Data provided:
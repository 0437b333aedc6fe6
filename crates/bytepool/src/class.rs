//! Size-class layout and index arithmetic.
//!
//! Classes double from `min` until the next step would reach `max`, then a
//! terminal class sits at exactly `max`. Index selection uses integer
//! arithmetic only: the class for `size` is the smallest `i` such that
//! `min << i >= size`, which is `ceil(log2(size / min))` without any
//! floating-point rounding at power-of-two boundaries.

/// Capacities of every class for the given (already clamped) bounds.
pub(crate) fn class_capacities(min: usize, max: usize) -> Vec<usize> {
    let mut capacities = Vec::new();
    let mut capacity = min;
    while capacity < max {
        capacities.push(capacity);
        match capacity.checked_mul(2) {
            Some(next) => capacity = next,
            None => break,
        }
    }
    capacities.push(max);
    capacities
}

/// Smallest `i` with `min << i >= size`, for `min < size`.
#[inline]
pub(crate) fn doubling_index(size: usize, min: usize) -> usize {
    let ratio = size.div_ceil(min);
    ratio.next_power_of_two().trailing_zeros() as usize
}
//! Criterion benchmarks for pooled buffer churn versus plain `Vec` allocation.

use std::sync::Arc;

use criterion::{criterion_group, criterion_main, BenchmarkId, Criterion};

use bytebuf::BufferPool;
use bytepool::SizeClassPool;

fn payload(len: usize) -> Vec<u8> {
    (0..len).map(|i| (i % 251) as u8).collect()
}

fn bench_churn(c: &mut Criterion) {
    let pool = Arc::new(BufferPool::new(Arc::new(SizeClassPool::new(2, 64 * 1024))));
    let sizes: Vec<usize> = vec![64, 1_024, 16_384];

    let mut group = c.benchmark_group("PooledBuffer");
    for &len in &sizes {
        let data = payload(len);
        group.bench_with_input(BenchmarkId::from_parameter(len), &data, |b, data| {
            b.iter(|| {
                let mut buf = pool.get();
                buf.write_bytes(data);
                buf.release()
            });
        });
    }
    group.finish();

    let mut group = c.benchmark_group("VecBuffer");
    for &len in &sizes {
        let data = payload(len);
        group.bench_with_input(BenchmarkId::from_parameter(len), &data, |b, data| {
            b.iter(|| {
                let mut buf = Vec::with_capacity(64);
                buf.extend_from_slice(data);
                buf
            });
        });
    }
    group.finish();
}

criterion_group!(benches, bench_churn);
criterion_main!(benches);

What the task requires:
Find how many lines above include "bytepool"; reply with the number only.

Result for this task:
2